Shortly after his inauguration, a Baptist group in Connecticut wrote a letter to Jefferson congratulating him on his election and expressing concern about the state’s constitution, which didn’t specifically provide for religious liberty. Baptists had long been persecuted in the colonies due to their emotional religious ceremonies, their decision to baptize adults instead of children, and their belief in the separation of church and state. The Baptist Association of Danbury wanted to be sure that they’d be protected under Jefferson’s presidency.
Jefferson saw this as an opportunity to explain his views on state-sponsored religion. “I have long wished to find [an occasion to say] why I do not proclaim fastings & thanksgivings, as my predecessors did,” Jefferson wrote to his attorney general and friend, Levi Lincoln.
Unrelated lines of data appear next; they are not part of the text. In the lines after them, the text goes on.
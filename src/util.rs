pub fn mean(data: &[f64]) -> Option<f64> {
    if data.is_empty() {
        return None;
    }
    Some(data.iter().sum::<f64>() / data.len() as f64)
}

/// Population standard deviation
pub fn std_dev(data: &[f64]) -> Option<f64> {
    let data_mean = mean(data)?;
    let variance = data
        .iter()
        .map(|value| {
            let diff = data_mean - *value;

            diff * diff
        })
        .sum::<f64>()
        / data.len() as f64;

    Some(variance.sqrt())
}

/// Render whole seconds as `mm:ss`, minutes keep growing past an hour
pub fn format_clock(seconds: u64) -> String {
    format!("{:02}:{:02}", seconds / 60, seconds % 60)
}
/// Fatigue score sampled at a point in the session
#[derive(Debug, Clone, Copy, PartialEq)]
pub struct ScorePoint {
    pub t: f64,
    pub score: f64,
}

impl ScorePoint {
    pub fn new(t: f64, score: f64) -> Self {
        Self { t, score }
    }
}

impl From<ScorePoint> for (f64, f64) {
    fn from(p: ScorePoint) -> Self {
        (p.t, p.score)
    }
}

/// Bounded history of score samples, oldest first
#[derive(Debug, Clone)]
pub struct ScoreHistory {
    points: Vec<ScorePoint>,
    capacity: usize,
}

impl ScoreHistory {
    pub fn new(capacity: usize) -> Self {
        Self {
            points: Vec::new(),
            capacity: capacity.max(1),
        }
    }

    pub fn push(&mut self, point: ScorePoint) {
        self.points.push(point);
        // trim in batches so pushes stay cheap
        if self.points.len() >= self.capacity * 2 {
            let excess = self.points.len() - self.capacity;
            self.points.drain(..excess);
        }
    }

    /// At most `capacity` most recent points
    pub fn recent(&self) -> &[ScorePoint] {
        let start = self.points.len().saturating_sub(self.capacity);
        &self.points[start..]
    }

    pub fn clear(&mut self) {
        self.points.clear();
    }

    pub fn is_empty(&self) -> bool {
        self.points.is_empty()
    }
}

#[cfg(test)]
mod tests {
    use super::*;

    #[test]
    fn recent_is_bounded_and_ordered() {
        let mut history = ScoreHistory::new(3);
        for i in 0..10 {
            history.push(ScorePoint::new(i as f64, (i * 10) as f64));
        }
        let ts: Vec<f64> = history.recent().iter().map(|p| p.t).collect();
        assert_eq!(ts, vec![7.0, 8.0, 9.0]);

        history.clear();
        assert!(history.is_empty());
        assert!(history.recent().is_empty());
    }

    #[test]
    fn point_into_tuple() {
        let t: (f64, f64) = ScorePoint::new(1.5, 40.0).into();
        assert_eq!(t, (1.5, 40.0));
    }
}
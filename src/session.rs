use crate::clock::Clock;
use crate::keystrokes::{KeystrokeLog, WPM_WINDOW_MS};
use crate::policy::BreakPolicy;
use crate::scoring::{evaluate, Jitter, ScoreBreakdown, ScoreInputs};

#[derive(Debug, Clone, Copy, PartialEq, Eq, Default, strum_macros::Display)]
pub enum SessionState {
    #[default]
    Idle,
    Monitoring,
    #[strum(to_string = "On Break")]
    OnBreak,
}

/// Periodic sample persisted while monitoring
#[derive(Debug, Clone, Copy, PartialEq, Eq)]
pub struct Reading {
    pub fatigue_score: u8,
    pub wpm: u32,
    pub keystroke_count: u64,
    pub elapsed_secs: u64,
}

#[derive(Debug, Clone, Copy, PartialEq, Eq)]
pub enum SessionEvent {
    ReadingDue(Reading),
    BreakStarted { score: u8 },
    BreakCompleted,
}

/// Final numbers of a session, produced when it stops
#[derive(Debug, Clone, Copy, PartialEq, Eq)]
pub struct SessionSummary {
    pub final_score: u8,
    pub total_keystrokes: u64,
    pub elapsed_secs: u64,
    pub break_count: u32,
}

impl SessionSummary {
    pub fn productivity_score(&self) -> u8 {
        100 - self.final_score.min(100)
    }
}

/// Plain copy of the observable session fields
#[derive(Debug, Clone, PartialEq)]
pub struct SessionSnapshot {
    pub state: SessionState,
    pub elapsed_secs: u64,
    pub current_wpm: u32,
    pub fatigue_score: u8,
    pub break_secs_remaining: u32,
    pub total_keystrokes: u64,
    pub break_count: u32,
    pub retained_keystrokes: usize,
}

/// Fatigue simulation and break policy for one monitoring session.
///
/// The session does not own any timers. Whoever drives it calls [`tick`] once
/// per second while monitoring and [`countdown`] once per second while on a
/// break.
///
/// [`tick`]: FatigueSession::tick
/// [`countdown`]: FatigueSession::countdown
#[derive(Debug)]
pub struct FatigueSession<C: Clock, J: Jitter> {
    clock: C,
    jitter: J,
    policy: BreakPolicy,
    state: SessionState,
    elapsed_secs: u64,
    keystrokes: KeystrokeLog,
    last_activity_ms: u64,
    current_wpm: u32,
    fatigue_score: u8,
    breakdown: ScoreBreakdown,
    break_secs_remaining: u32,
    total_keystrokes: u64,
    break_count: u32,
}

impl<C: Clock, J: Jitter> FatigueSession<C, J> {
    pub fn new(clock: C, jitter: J, policy: BreakPolicy) -> Self {
        Self {
            clock,
            jitter,
            policy,
            state: SessionState::Idle,
            elapsed_secs: 0,
            keystrokes: KeystrokeLog::new(),
            last_activity_ms: 0,
            current_wpm: 0,
            fatigue_score: 0,
            breakdown: ScoreBreakdown::default(),
            break_secs_remaining: policy.break_len(),
            total_keystrokes: 0,
            break_count: 0,
        }
    }

    /// Begin monitoring. Returns false when already monitoring or on a break.
    pub fn start(&mut self) -> bool {
        if self.state != SessionState::Idle {
            return false;
        }
        self.state = SessionState::Monitoring;
        self.last_activity_ms = self.clock.now_ms();
        true
    }

    /// Returns whether the keystroke was counted
    pub fn record_keystroke(&mut self) -> bool {
        if self.state != SessionState::Monitoring {
            return false;
        }
        let now = self.clock.now_ms();
        self.keystrokes.push(now);
        self.last_activity_ms = now;
        self.total_keystrokes += 1;
        true
    }

    pub fn tick(&mut self) -> Vec<SessionEvent> {
        let mut events = Vec::new();
        if self.state != SessionState::Monitoring {
            return events;
        }

        self.elapsed_secs += 1;
        let now = self.clock.now_ms();
        self.current_wpm = self.keystrokes.count_within(now, WPM_WINDOW_MS) as u32;

        let inputs = ScoreInputs {
            elapsed_secs: self.elapsed_secs,
            now_ms: now,
            last_activity_ms: self.last_activity_ms,
            wpm: self.current_wpm,
            keystrokes: &self.keystrokes,
        };
        self.breakdown = evaluate(&inputs, &mut self.jitter);
        self.fatigue_score = self.breakdown.score();

        if self.policy.reading_due(self.elapsed_secs) {
            events.push(SessionEvent::ReadingDue(self.reading()));
        }
        if self.policy.should_break(self.fatigue_score) {
            events.extend(self.trigger_break());
        }
        events
    }

    pub fn trigger_break(&mut self) -> Option<SessionEvent> {
        if self.state != SessionState::Monitoring {
            return None;
        }
        self.state = SessionState::OnBreak;
        self.break_secs_remaining = self.policy.break_len();
        self.break_count += 1;
        Some(SessionEvent::BreakStarted {
            score: self.fatigue_score,
        })
    }

    /// One second of break time. Resumes monitoring when the countdown runs out.
    pub fn countdown(&mut self) -> Option<SessionEvent> {
        if self.state != SessionState::OnBreak {
            return None;
        }
        self.break_secs_remaining = self.break_secs_remaining.saturating_sub(1);
        if self.break_secs_remaining > 0 {
            return None;
        }
        self.state = SessionState::Monitoring;
        self.break_secs_remaining = self.policy.break_len();
        self.last_activity_ms = self.clock.now_ms();
        Some(SessionEvent::BreakCompleted)
    }

    /// Back to idle with counters kept. A running break is abandoned.
    pub fn stop(&mut self) -> Option<SessionSummary> {
        if self.state == SessionState::Idle {
            return None;
        }
        self.state = SessionState::Idle;
        self.break_secs_remaining = self.policy.break_len();
        Some(self.summary())
    }

    pub fn reset(&mut self) -> Option<SessionSummary> {
        let summary = self.stop();
        self.elapsed_secs = 0;
        self.keystrokes.clear();
        self.last_activity_ms = 0;
        self.current_wpm = 0;
        self.fatigue_score = 0;
        self.breakdown = ScoreBreakdown::default();
        self.total_keystrokes = 0;
        self.break_count = 0;
        summary
    }

    pub fn reading(&self) -> Reading {
        Reading {
            fatigue_score: self.fatigue_score,
            wpm: self.current_wpm,
            keystroke_count: self.total_keystrokes,
            elapsed_secs: self.elapsed_secs,
        }
    }

    pub fn summary(&self) -> SessionSummary {
        SessionSummary {
            final_score: self.fatigue_score,
            total_keystrokes: self.total_keystrokes,
            elapsed_secs: self.elapsed_secs,
            break_count: self.break_count,
        }
    }

    pub fn snapshot(&self) -> SessionSnapshot {
        SessionSnapshot {
            state: self.state,
            elapsed_secs: self.elapsed_secs,
            current_wpm: self.current_wpm,
            fatigue_score: self.fatigue_score,
            break_secs_remaining: self.break_secs_remaining,
            total_keystrokes: self.total_keystrokes,
            break_count: self.break_count,
            retained_keystrokes: self.keystrokes.len(),
        }
    }

    pub fn state(&self) -> SessionState {
        self.state
    }

    pub fn is_monitoring(&self) -> bool {
        self.state == SessionState::Monitoring
    }

    pub fn is_on_break(&self) -> bool {
        self.state == SessionState::OnBreak
    }

    pub fn elapsed_secs(&self) -> u64 {
        self.elapsed_secs
    }

    pub fn keystrokes(&self) -> &KeystrokeLog {
        &self.keystrokes
    }

    pub fn last_activity_ms(&self) -> u64 {
        self.last_activity_ms
    }

    pub fn current_wpm(&self) -> u32 {
        self.current_wpm
    }

    pub fn fatigue_score(&self) -> u8 {
        self.fatigue_score
    }

    pub fn breakdown(&self) -> &ScoreBreakdown {
        &self.breakdown
    }

    pub fn break_secs_remaining(&self) -> u32 {
        self.break_secs_remaining
    }

    pub fn total_keystrokes(&self) -> u64 {
        self.total_keystrokes
    }

    pub fn break_count(&self) -> u32 {
        self.break_count
    }

    pub fn policy(&self) -> &BreakPolicy {
        &self.policy
    }

    pub fn clock(&self) -> &C {
        &self.clock
    }
}
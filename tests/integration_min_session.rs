// Minimal integration test that drives the compiled binary through a PTY.
// This exercises the real event loop and crossterm input handling across
// the main boundaries without relying on internal modules.
//
// Notes:
// - Requires a TTY; uses expectrl which allocates a pseudo terminal.
// - Marked Unix-only and ignored by default to avoid CI/platform issues.
// - Run manually via: `cargo test --test integration_min_session -- --ignored`.

#![cfg(unix)]

use std::time::Duration;

use expectrl::{spawn, Eof};

#[test]
#[ignore]
fn monitor_starts_types_and_exits() -> Result<(), Box<dyn std::error::Error>> {
    let dir = tempfile::tempdir()?;
    let db = dir.path().join("sessions.db");

    let bin = assert_cmd::cargo::cargo_bin("lull");
    let cmd = format!("{} --no-jitter --user nobody --db {}", bin.display(), db.display());

    let mut p = spawn(cmd)?;

    // Give the app a moment to initialize the terminal/alternate screen
    std::thread::sleep(Duration::from_millis(200));

    // ctrl+s starts monitoring
    p.send("\x13")?;
    std::thread::sleep(Duration::from_millis(100));
    p.send("hello")?;

    // let at least one monitoring tick land
    std::thread::sleep(Duration::from_millis(1_200));

    p.send("\x1b")?; // ESC

    p.expect(Eof)?;
    Ok(())
}
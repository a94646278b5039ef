use std::sync::mpsc::{self, RecvTimeoutError, Sender};
use std::thread::{self, JoinHandle};
use std::time::Duration;

/// Which of the two session timers a tick belongs to
#[derive(Debug, Clone, Copy, PartialEq, Eq, Hash)]
pub enum TimerKind {
    Monitor,
    Break,
}

/// Identifies one armed timer. A fresh generation is issued every time a timer
/// is armed so ticks still queued from a cancelled timer can be told apart.
#[derive(Debug, Clone, Copy, PartialEq, Eq, Hash)]
pub struct TimerTag {
    pub kind: TimerKind,
    pub generation: u64,
}

/// Repeating callback on a background thread.
///
/// Dropping the task cancels it and joins the thread, so nothing keeps firing
/// after its owner is gone.
#[derive(Debug)]
pub struct PeriodicTask {
    cancel: Option<Sender<()>>,
    handle: Option<JoinHandle<()>>,
}

impl PeriodicTask {
    /// Run `on_tick` every `interval` until cancelled or until it returns false
    pub fn spawn<F>(interval: Duration, mut on_tick: F) -> Self
    where
        F: FnMut() -> bool + Send + 'static,
    {
        let (cancel, cancelled) = mpsc::channel::<()>();
        let handle = thread::spawn(move || loop {
            match cancelled.recv_timeout(interval) {
                Err(RecvTimeoutError::Timeout) => {
                    if !on_tick() {
                        break;
                    }
                }
                Ok(()) | Err(RecvTimeoutError::Disconnected) => break,
            }
        });

        Self {
            cancel: Some(cancel),
            handle: Some(handle),
        }
    }

    pub fn cancel(mut self) {
        self.shutdown();
    }

    fn shutdown(&mut self) {
        // dropping the sender wakes the worker immediately
        drop(self.cancel.take());
        if let Some(handle) = self.handle.take() {
            if handle.join().is_err() {
                log::warn!("periodic task panicked");
            }
        }
    }
}

impl Drop for PeriodicTask {
    fn drop(&mut self) {
        self.shutdown();
    }
}

/// Holds at most one armed timer and hands out tags for its ticks
#[derive(Debug)]
pub struct TimerSlot {
    interval: Duration,
    generation: u64,
    active: Option<(TimerTag, PeriodicTask)>,
}

impl TimerSlot {
    pub fn new(interval: Duration) -> Self {
        Self {
            interval,
            generation: 0,
            active: None,
        }
    }

    /// Replace whatever is armed with a new timer that reports through `emit`
    pub fn arm<F>(&mut self, kind: TimerKind, emit: F) -> TimerTag
    where
        F: Fn(TimerTag) -> bool + Send + 'static,
    {
        self.disarm();
        self.generation += 1;
        let tag = TimerTag {
            kind,
            generation: self.generation,
        };
        let task = PeriodicTask::spawn(self.interval, move || emit(tag));
        log::debug!("armed {:?} timer (generation {})", kind, tag.generation);
        self.active = Some((tag, task));
        tag
    }

    pub fn disarm(&mut self) {
        if let Some((tag, task)) = self.active.take() {
            log::debug!("disarmed {:?} timer (generation {})", tag.kind, tag.generation);
            task.cancel();
        }
    }

    pub fn active(&self) -> Option<TimerTag> {
        self.active.as_ref().map(|(tag, _)| *tag)
    }

    pub fn is_current(&self, tag: TimerTag) -> bool {
        self.active() == Some(tag)
    }
}

#[cfg(test)]
mod tests {
    use super::*;
    use std::sync::mpsc::TryRecvError;

    #[test]
    fn task_ticks_until_dropped() {
        let (tx, rx) = mpsc::channel();
        let task = PeriodicTask::spawn(Duration::from_millis(2), move || tx.send(()).is_ok());

        for _ in 0..3 {
            rx.recv_timeout(Duration::from_secs(2)).unwrap();
        }
        drop(task);

        // the worker is joined, so its sender is gone once the backlog drains
        while rx.try_recv().is_ok() {}
        assert_eq!(rx.try_recv(), Err(TryRecvError::Disconnected));
    }

    #[test]
    fn task_stops_when_callback_declines() {
        let (tx, rx) = mpsc::channel();
        let mut remaining = 2;
        let task = PeriodicTask::spawn(Duration::from_millis(1), move || {
            remaining -= 1;
            let _ = tx.send(());
            remaining > 0
        });

        rx.recv_timeout(Duration::from_secs(2)).unwrap();
        rx.recv_timeout(Duration::from_secs(2)).unwrap();
        assert!(rx.recv_timeout(Duration::from_secs(2)).is_err());
        drop(task);
    }

    #[test]
    fn cancel_returns_promptly_on_long_interval() {
        let task = PeriodicTask::spawn(Duration::from_secs(3600), || true);
        let started = std::time::Instant::now();
        task.cancel();
        assert!(started.elapsed() < Duration::from_secs(5));
    }

    #[test]
    fn slot_issues_fresh_tags_and_drops_old_timer() {
        let (tx, rx) = mpsc::channel::<TimerTag>();
        let mut slot = TimerSlot::new(Duration::from_millis(2));

        let tx_monitor = tx.clone();
        let first = slot.arm(TimerKind::Monitor, move |tag| tx_monitor.send(tag).is_ok());
        assert_eq!(rx.recv_timeout(Duration::from_secs(2)).unwrap(), first);

        let second = slot.arm(TimerKind::Break, move |tag| tx.send(tag).is_ok());
        assert_ne!(first, second);
        assert!(!slot.is_current(first));
        assert!(slot.is_current(second));

        // skip anything the first timer queued before it was cancelled
        let tick = loop {
            let tag = rx.recv_timeout(Duration::from_secs(2)).unwrap();
            if tag != first {
                break tag;
            }
        };
        assert_eq!(tick, second);

        slot.disarm();
        assert_eq!(slot.active(), None);
        while rx.try_recv().is_ok() {}
        assert_eq!(rx.try_recv(), Err(TryRecvError::Disconnected));
    }
}
// Library surface for headless/integration tests and reuse.
// Keep this lean to avoid coupling to bin-only types in main.rs.
pub mod app_dirs;
pub mod backend;
pub mod clock;
pub mod config;
pub mod keystrokes;
pub mod monitor;
pub mod notify;
pub mod policy;
pub mod recorder;
pub mod runtime;
pub mod scheduler;
pub mod scoring;
pub mod session;
pub mod store;
pub mod time_series;
pub mod ui;
pub mod util;
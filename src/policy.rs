use serde::{Deserialize, Serialize};

pub const DEFAULT_BREAK_THRESHOLD: u8 = 80;
pub const DEFAULT_BREAK_SECS: u32 = 20;
pub const DEFAULT_READING_INTERVAL_SECS: u64 = 30;
pub const DEFAULT_WARNING_THRESHOLD: u8 = 40;
pub const DEFAULT_CRITICAL_THRESHOLD: u8 = 70;

/// When a break is forced, how long it lasts and how often readings are persisted
#[derive(Debug, Clone, Copy, PartialEq, Eq, Serialize, Deserialize)]
#[serde(default)]
pub struct BreakPolicy {
    pub threshold: u8,
    pub break_secs: u32,
    pub reading_interval_secs: u64,
}

impl Default for BreakPolicy {
    fn default() -> Self {
        Self {
            threshold: DEFAULT_BREAK_THRESHOLD,
            break_secs: DEFAULT_BREAK_SECS,
            reading_interval_secs: DEFAULT_READING_INTERVAL_SECS,
        }
    }
}

impl BreakPolicy {
    pub fn should_break(&self, score: u8) -> bool {
        score >= self.threshold
    }

    /// A zero break length would never count down, treat it as one second
    pub fn break_len(&self) -> u32 {
        self.break_secs.max(1)
    }

    pub fn reading_due(&self, elapsed_secs: u64) -> bool {
        self.reading_interval_secs > 0
            && elapsed_secs > 0
            && elapsed_secs % self.reading_interval_secs == 0
    }
}

#[derive(Debug, Clone, Copy, PartialEq, Eq, strum_macros::Display)]
pub enum FatigueLevel {
    Low,
    Medium,
    High,
}

/// Score bands used for display
#[derive(Debug, Clone, Copy, PartialEq, Eq, Serialize, Deserialize)]
#[serde(default)]
pub struct LevelBands {
    pub warning: u8,
    pub critical: u8,
}

impl Default for LevelBands {
    fn default() -> Self {
        Self {
            warning: DEFAULT_WARNING_THRESHOLD,
            critical: DEFAULT_CRITICAL_THRESHOLD,
        }
    }
}

impl LevelBands {
    pub fn classify(&self, score: u8) -> FatigueLevel {
        if score < self.warning {
            FatigueLevel::Low
        } else if score < self.critical {
            FatigueLevel::Medium
        } else {
            FatigueLevel::High
        }
    }
}
use chrono::Local;

use crate::backend::{
    Backend, BreakRecord, IdentityProvider, Notification, Notifier, SessionClose, SessionId,
    StoreError,
};
use crate::session::{Reading, SessionSummary};

/// Best-effort persistence of a monitoring session.
///
/// Nothing here can fail the caller: every storage problem is logged, shown to
/// the user once, and otherwise ignored. Without a backend the recorder does
/// nothing at all.
pub struct SessionRecorder {
    identity: Box<dyn IdentityProvider>,
    backend: Option<Box<dyn Backend>>,
    active: Option<SessionId>,
}

impl SessionRecorder {
    pub fn new(identity: Box<dyn IdentityProvider>, backend: Box<dyn Backend>) -> Self {
        Self {
            identity,
            backend: Some(backend),
            active: None,
        }
    }

    /// A recorder that never persists anything
    pub fn offline(identity: Box<dyn IdentityProvider>) -> Self {
        Self {
            identity,
            backend: None,
            active: None,
        }
    }

    pub fn is_offline(&self) -> bool {
        self.backend.is_none()
    }

    pub fn active_session(&self) -> Option<&SessionId> {
        self.active.as_ref()
    }

    /// Open a persisted session for the current user, if one can be resolved
    pub fn begin(&mut self, notifier: &mut dyn Notifier) {
        if self.active.is_some() {
            return;
        }
        let Some(backend) = self.backend.as_mut() else {
            return;
        };

        let Some(user) = self.identity.current_user() else {
            log::warn!("no current user, session will not be saved");
            notifier.notify(Notification::new(
                "Not signed in",
                "This session will not be saved.",
            ));
            return;
        };

        let employee = match backend.find_employee_by_user(&user) {
            Ok(Some(employee)) => employee,
            Ok(None) => {
                log::warn!("user {user} has no employee record, session will not be saved");
                notifier.notify(Notification::new(
                    "No employee record",
                    format!("Run `lull enroll` for {user} to keep session history."),
                ));
                return;
            }
            Err(e) => {
                report(notifier, "employee lookup", &e);
                return;
            }
        };

        match backend.create_session(&employee, Local::now()) {
            Ok(id) => {
                log::info!("recording session {id} for employee {employee}");
                self.active = Some(id);
            }
            Err(e) => report(notifier, "creating session", &e),
        }
    }

    pub fn reading(&mut self, reading: &Reading, notifier: &mut dyn Notifier) {
        let (Some(backend), Some(id)) = (self.backend.as_mut(), self.active.as_ref()) else {
            return;
        };
        match backend.append_reading(id, reading) {
            Ok(()) => log::debug!(
                "reading at {}s: score {} wpm {}",
                reading.elapsed_secs,
                reading.fatigue_score,
                reading.wpm
            ),
            Err(e) => report(notifier, "saving reading", &e),
        }
    }

    pub fn break_taken(&mut self, record: &BreakRecord, notifier: &mut dyn Notifier) {
        let (Some(backend), Some(id)) = (self.backend.as_mut(), self.active.as_ref()) else {
            return;
        };
        if let Err(e) = backend.record_break(id, record) {
            report(notifier, "saving break", &e);
        }
    }

    /// Close the persisted session. The recorder is ready for a new one afterwards.
    pub fn finish(&mut self, summary: SessionSummary, notifier: &mut dyn Notifier) {
        let Some(id) = self.active.take() else {
            return;
        };
        let Some(backend) = self.backend.as_mut() else {
            return;
        };
        let close = SessionClose {
            end_time: Local::now(),
            summary,
        };
        match backend.close_session(&id, &close) {
            Ok(()) => log::info!(
                "closed session {id}: final score {}, productivity {}",
                summary.final_score,
                close.productivity_score()
            ),
            Err(e) => report(notifier, "closing session", &e),
        }
    }
}

fn report(notifier: &mut dyn Notifier, action: &str, err: &StoreError) {
    log::warn!("{action} failed: {err}");
    notifier.notify(Notification::new(
        "Could not save session data",
        format!("{action} failed: {err}"),
    ));
}
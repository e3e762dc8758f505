//! Transaction merkle trees.

use lccd_consensus::Hash256;

use crate::hash::sha256d_pair;

#[derive(Clone, Copy, Debug, PartialEq, Eq)]
pub struct MerkleRoot {
    pub root: Hash256,
    /// Some level had an odd length and its last node was paired with itself.
    pub mutated: bool,
    /// Two identical siblings were hashed together before any padding, so a
    /// different leaf list yields the same root (CVE-2012-2459).
    pub duplicate_pair: bool,
}

pub fn compute_merkle_root(leaves: &[Hash256]) -> MerkleRoot {
    let mut result = MerkleRoot {
        root: [0u8; 32],
        mutated: false,
        duplicate_pair: false,
    };
    if leaves.is_empty() {
        return result;
    }

    let mut level = leaves.to_vec();
    while level.len() > 1 {
        if level.chunks_exact(2).any(|pair| pair[0] == pair[1]) {
            result.duplicate_pair = true;
        }
        if level.len() % 2 == 1 {
            result.mutated = true;
            let last = level[level.len() - 1];
            level.push(last);
        }
        level = level
            .chunks_exact(2)
            .map(|pair| sha256d_pair(&pair[0], &pair[1]))
            .collect();
    }
    result.root = level[0];
    result
}

/// Sibling hashes from leaf `index` up to the root.
pub fn merkle_branch(leaves: &[Hash256], mut index: usize) -> Vec<Hash256> {
    let mut branch = Vec::new();
    if index >= leaves.len() {
        return branch;
    }
    let mut level = leaves.to_vec();
    while level.len() > 1 {
        if level.len() % 2 == 1 {
            let last = level[level.len() - 1];
            level.push(last);
        }
        branch.push(level[index ^ 1]);
        index >>= 1;
        level = level
            .chunks_exact(2)
            .map(|pair| sha256d_pair(&pair[0], &pair[1]))
            .collect();
    }
    branch
}

pub fn root_from_branch(leaf: Hash256, branch: &[Hash256], mut index: usize) -> Hash256 {
    let mut hash = leaf;
    for sibling in branch {
        hash = if index & 1 == 1 {
            sha256d_pair(sibling, &hash)
        } else {
            sha256d_pair(&hash, sibling)
        };
        index >>= 1;
    }
    hash
}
At the time, Jefferson’s political enemies, the Federalists, loved to use his stance on the separation of church and state as a political cudgel, convincing Americans that he was an atheist who was making America less godly. Perhaps his response to the Baptists, which would be widely read, could make his views clearer and protect him against those slurs.
In an early draft of the letter, Jefferson faced the Federalist accusations head-on, explaining that he considered declaring fasts or days of thanksgiving to be expressions of religion and that he opposed them because they were remnants of Britain’s reign over the American colonies.